YOUR GOAL | Lines containing the word "entries" in the data below: say how many, with no other text.

★ ★ ★

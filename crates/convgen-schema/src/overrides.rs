use crate::types::TypeRef;
use std::collections::BTreeMap;

///
/// OverrideRegistry
///
/// Hand-written conversion functions keyed by the exact
/// (source type, destination type) pair they convert. An entry here always
/// wins over a generated conversion for the same pair.
///

#[derive(Clone, Debug, Default)]
pub struct OverrideRegistry {
    entries: BTreeMap<(TypeRef, TypeRef), String>,
}

impl OverrideRegistry {
    #[must_use]
    pub const fn new() -> Self {
        Self {
            entries: BTreeMap::new(),
        }
    }

    /// Register a hand-written function, returning the one it replaced.
    pub fn register(
        &mut self,
        source: TypeRef,
        destination: TypeRef,
        function: impl Into<String>,
    ) -> Option<String> {
        self.entries.insert((source, destination), function.into())
    }

    #[must_use]
    pub fn with(mut self, source: TypeRef, destination: TypeRef, function: &str) -> Self {
        self.register(source, destination, function);
        self
    }

    /// Callable name of the override for this exact pair, if any.
    #[must_use]
    pub fn lookup(&self, source: &TypeRef, destination: &TypeRef) -> Option<&str> {
        // tuple keys need owned halves; the pair is small
        self.entries
            .get(&(source.clone(), destination.clone()))
            .map(String::as_str)
    }

    pub fn iter(&self) -> impl Iterator<Item = (&TypeRef, &TypeRef, &str)> {
        self.entries
            .iter()
            .map(|((source, destination), function)| (source, destination, function.as_str()))
    }

    #[must_use]
    pub fn len(&self) -> usize {
        self.entries.len()
    }

    #[must_use]
    pub fn is_empty(&self) -> bool {
        self.entries.is_empty()
    }
}

#[cfg(test)]
mod tests {
    use super::*;
    use crate::types::Primitive;

    #[test]
    fn lookup_is_directional() {
        let overrides = OverrideRegistry::new().with(
            TypeRef::named("v1", "Quantity"),
            TypeRef::named("api", "Quantity"),
            "convert_quantity",
        );

        assert_eq!(
            overrides.lookup(
                &TypeRef::named("v1", "Quantity"),
                &TypeRef::named("api", "Quantity")
            ),
            Some("convert_quantity")
        );
        assert_eq!(
            overrides.lookup(
                &TypeRef::named("api", "Quantity"),
                &TypeRef::named("v1", "Quantity")
            ),
            None
        );
    }

    #[test]
    fn last_registration_wins() {
        let mut overrides = OverrideRegistry::new();
        let int32 = TypeRef::Primitive(Primitive::Int32);
        let int64 = TypeRef::Primitive(Primitive::Int64);

        assert_eq!(overrides.register(int32.clone(), int64.clone(), "widen"), None);
        assert_eq!(
            overrides.register(int32.clone(), int64.clone(), "widen_checked"),
            Some("widen".to_string())
        );
        assert_eq!(overrides.lookup(&int32, &int64), Some("widen_checked"));
        assert_eq!(overrides.len(), 1);
    }
}
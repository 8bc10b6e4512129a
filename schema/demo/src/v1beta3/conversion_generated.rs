// Generated conversions between the v1beta3 and internal packages.
// Run `convgen update --config schema/demo/convgen.toml` to refresh.

use super::*;
use crate::{ConversionError, Scheme, Scope, newer};

// AUTO-GENERATED FUNCTIONS START HERE
#[allow(non_snake_case, unused_variables)]
pub fn Convert_v1beta3_Container_To_api_Container(
    src: &Container,
    dst: &mut newer::Container,
    scope: &mut dyn Scope,
) -> Result<(), ConversionError> {
    dst.name = src.name.clone();
    dst.image = src.image.clone();
    dst.ports = src
        .ports
        .iter()
        .map(|value| -> Result<_, ConversionError> {
            Ok({
                let mut out: newer::ContainerPort = Default::default();
                Convert_v1beta3_ContainerPort_To_api_ContainerPort(
                    value,
                    &mut out,
                    scope,
                )?;
                out
            })
        })
        .collect::<Result<Vec<_>, ConversionError>>()?;
    dst.resources = src
        .resources
        .iter()
        .map(|(key, value)| -> Result<_, ConversionError> {
            Ok((
                key.clone(),
                {
                    let mut out: newer::Quantity = Default::default();
                    convert_quantity_v1beta3_to_api(value, &mut out, scope)?;
                    out
                },
            ))
        })
        .collect::<Result<::std::collections::BTreeMap<_, _>, ConversionError>>()?;
    Ok(())
}

#[allow(non_snake_case, unused_variables)]
pub fn Convert_api_Container_To_v1beta3_Container(
    src: &newer::Container,
    dst: &mut Container,
    scope: &mut dyn Scope,
) -> Result<(), ConversionError> {
    dst.name = src.name.clone();
    dst.image = src.image.clone();
    dst.ports = src
        .ports
        .iter()
        .map(|value| -> Result<_, ConversionError> {
            Ok({
                let mut out: ContainerPort = Default::default();
                Convert_api_ContainerPort_To_v1beta3_ContainerPort(
                    value,
                    &mut out,
                    scope,
                )?;
                out
            })
        })
        .collect::<Result<Vec<_>, ConversionError>>()?;
    dst.resources = src
        .resources
        .iter()
        .map(|(key, value)| -> Result<_, ConversionError> {
            Ok((
                key.clone(),
                {
                    let mut out: Quantity = Default::default();
                    convert_quantity_api_to_v1beta3(value, &mut out, scope)?;
                    out
                },
            ))
        })
        .collect::<Result<::std::collections::BTreeMap<_, _>, ConversionError>>()?;
    Ok(())
}

#[allow(non_snake_case, unused_variables)]
pub fn Convert_v1beta3_ContainerPort_To_api_ContainerPort(
    src: &ContainerPort,
    dst: &mut newer::ContainerPort,
    scope: &mut dyn Scope,
) -> Result<(), ConversionError> {
    dst.name = src.name.clone();
    dst.containerPort = src.containerPort;
    dst.protocol = src.protocol.clone();
    Ok(())
}

#[allow(non_snake_case, unused_variables)]
pub fn Convert_api_ContainerPort_To_v1beta3_ContainerPort(
    src: &newer::ContainerPort,
    dst: &mut ContainerPort,
    scope: &mut dyn Scope,
) -> Result<(), ConversionError> {
    dst.name = src.name.clone();
    dst.containerPort = src.containerPort;
    dst.protocol = src.protocol.clone();
    Ok(())
}

#[allow(non_snake_case, unused_variables)]
pub fn Convert_v1beta3_HostPathVolumeSource_To_api_HostPathVolumeSource(
    src: &HostPathVolumeSource,
    dst: &mut newer::HostPathVolumeSource,
    scope: &mut dyn Scope,
) -> Result<(), ConversionError> {
    dst.path = src.path.clone();
    Ok(())
}

#[allow(non_snake_case, unused_variables)]
pub fn Convert_api_HostPathVolumeSource_To_v1beta3_HostPathVolumeSource(
    src: &newer::HostPathVolumeSource,
    dst: &mut HostPathVolumeSource,
    scope: &mut dyn Scope,
) -> Result<(), ConversionError> {
    dst.path = src.path.clone();
    Ok(())
}

#[allow(non_snake_case, unused_variables)]
pub fn Convert_v1beta3_ObjectMeta_To_api_ObjectMeta(
    src: &ObjectMeta,
    dst: &mut newer::ObjectMeta,
    scope: &mut dyn Scope,
) -> Result<(), ConversionError> {
    dst.name = src.name.clone();
    dst.namespace = src.namespace.clone();
    dst.labels = src.labels.clone();
    dst.generation = src.generation;
    Ok(())
}

#[allow(non_snake_case, unused_variables)]
pub fn Convert_api_ObjectMeta_To_v1beta3_ObjectMeta(
    src: &newer::ObjectMeta,
    dst: &mut ObjectMeta,
    scope: &mut dyn Scope,
) -> Result<(), ConversionError> {
    dst.name = src.name.clone();
    dst.namespace = src.namespace.clone();
    dst.labels = src.labels.clone();
    dst.generation = src.generation;
    Ok(())
}

#[allow(non_snake_case, unused_variables)]
pub fn Convert_v1beta3_Pod_To_api_Pod(
    src: &Pod,
    dst: &mut newer::Pod,
    scope: &mut dyn Scope,
) -> Result<(), ConversionError> {
    Convert_v1beta3_ObjectMeta_To_api_ObjectMeta(
        &src.metadata,
        &mut dst.metadata,
        scope,
    )?;
    Convert_v1beta3_PodSpec_To_api_PodSpec(&src.spec, &mut dst.spec, scope)?;
    Ok(())
}

#[allow(non_snake_case, unused_variables)]
pub fn Convert_api_Pod_To_v1beta3_Pod(
    src: &newer::Pod,
    dst: &mut Pod,
    scope: &mut dyn Scope,
) -> Result<(), ConversionError> {
    Convert_api_ObjectMeta_To_v1beta3_ObjectMeta(
        &src.metadata,
        &mut dst.metadata,
        scope,
    )?;
    Convert_api_PodSpec_To_v1beta3_PodSpec(&src.spec, &mut dst.spec, scope)?;
    Ok(())
}

#[allow(non_snake_case, unused_variables)]
pub fn Convert_v1beta3_PodSpec_To_api_PodSpec(
    src: &PodSpec,
    dst: &mut newer::PodSpec,
    scope: &mut dyn Scope,
) -> Result<(), ConversionError> {
    dst.volumes = src
        .volumes
        .iter()
        .map(|value| -> Result<_, ConversionError> {
            Ok({
                let mut out: newer::Volume = Default::default();
                Convert_v1beta3_Volume_To_api_Volume(value, &mut out, scope)?;
                out
            })
        })
        .collect::<Result<Vec<_>, ConversionError>>()?;
    dst.containers = src
        .containers
        .iter()
        .map(|value| -> Result<_, ConversionError> {
            Ok({
                let mut out: newer::Container = Default::default();
                Convert_v1beta3_Container_To_api_Container(value, &mut out, scope)?;
                out
            })
        })
        .collect::<Result<Vec<_>, ConversionError>>()?;
    dst.restartPolicy = src.restartPolicy.clone();
    dst.nodeSelector = src.nodeSelector.clone();
    Ok(())
}

#[allow(non_snake_case, unused_variables)]
pub fn Convert_api_PodSpec_To_v1beta3_PodSpec(
    src: &newer::PodSpec,
    dst: &mut PodSpec,
    scope: &mut dyn Scope,
) -> Result<(), ConversionError> {
    dst.volumes = src
        .volumes
        .iter()
        .map(|value| -> Result<_, ConversionError> {
            Ok({
                let mut out: Volume = Default::default();
                Convert_api_Volume_To_v1beta3_Volume(value, &mut out, scope)?;
                out
            })
        })
        .collect::<Result<Vec<_>, ConversionError>>()?;
    dst.containers = src
        .containers
        .iter()
        .map(|value| -> Result<_, ConversionError> {
            Ok({
                let mut out: Container = Default::default();
                Convert_api_Container_To_v1beta3_Container(value, &mut out, scope)?;
                out
            })
        })
        .collect::<Result<Vec<_>, ConversionError>>()?;
    dst.restartPolicy = src.restartPolicy.clone();
    dst.nodeSelector = src.nodeSelector.clone();
    Ok(())
}

#[allow(non_snake_case, unused_variables)]
pub fn Convert_v1beta3_Volume_To_api_Volume(
    src: &Volume,
    dst: &mut newer::Volume,
    scope: &mut dyn Scope,
) -> Result<(), ConversionError> {
    dst.name = src.name.clone();
    dst.hostPath = match src.hostPath.as_deref() {
        Some(value) => {
            Some(
                Box::new({
                    let mut out: newer::HostPathVolumeSource = Default::default();
                    Convert_v1beta3_HostPathVolumeSource_To_api_HostPathVolumeSource(
                        value,
                        &mut out,
                        scope,
                    )?;
                    out
                }),
            )
        }
        None => None,
    };
    Ok(())
}

#[allow(non_snake_case, unused_variables)]
pub fn Convert_api_Volume_To_v1beta3_Volume(
    src: &newer::Volume,
    dst: &mut Volume,
    scope: &mut dyn Scope,
) -> Result<(), ConversionError> {
    dst.name = src.name.clone();
    dst.hostPath = match src.hostPath.as_deref() {
        Some(value) => {
            Some(
                Box::new({
                    let mut out: HostPathVolumeSource = Default::default();
                    Convert_api_HostPathVolumeSource_To_v1beta3_HostPathVolumeSource(
                        value,
                        &mut out,
                        scope,
                    )?;
                    out
                }),
            )
        }
        None => None,
    };
    Ok(())
}
// AUTO-GENERATED FUNCTIONS END HERE

pub fn register(scheme: &mut Scheme) -> Result<(), ConversionError> {
	scheme.add_generated_conversion_funcs(
		Convert_v1beta3_Container_To_api_Container,
		Convert_api_Container_To_v1beta3_Container,
		Convert_v1beta3_ContainerPort_To_api_ContainerPort,
		Convert_api_ContainerPort_To_v1beta3_ContainerPort,
		Convert_v1beta3_HostPathVolumeSource_To_api_HostPathVolumeSource,
		Convert_api_HostPathVolumeSource_To_v1beta3_HostPathVolumeSource,
		Convert_v1beta3_ObjectMeta_To_api_ObjectMeta,
		Convert_api_ObjectMeta_To_v1beta3_ObjectMeta,
		Convert_v1beta3_Pod_To_api_Pod,
		Convert_api_Pod_To_v1beta3_Pod,
		Convert_v1beta3_PodSpec_To_api_PodSpec,
		Convert_api_PodSpec_To_v1beta3_PodSpec,
		Convert_v1beta3_Volume_To_api_Volume,
		Convert_api_Volume_To_v1beta3_Volume,
	)
}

★ ★ ★

RESULT OF THE TASK | 7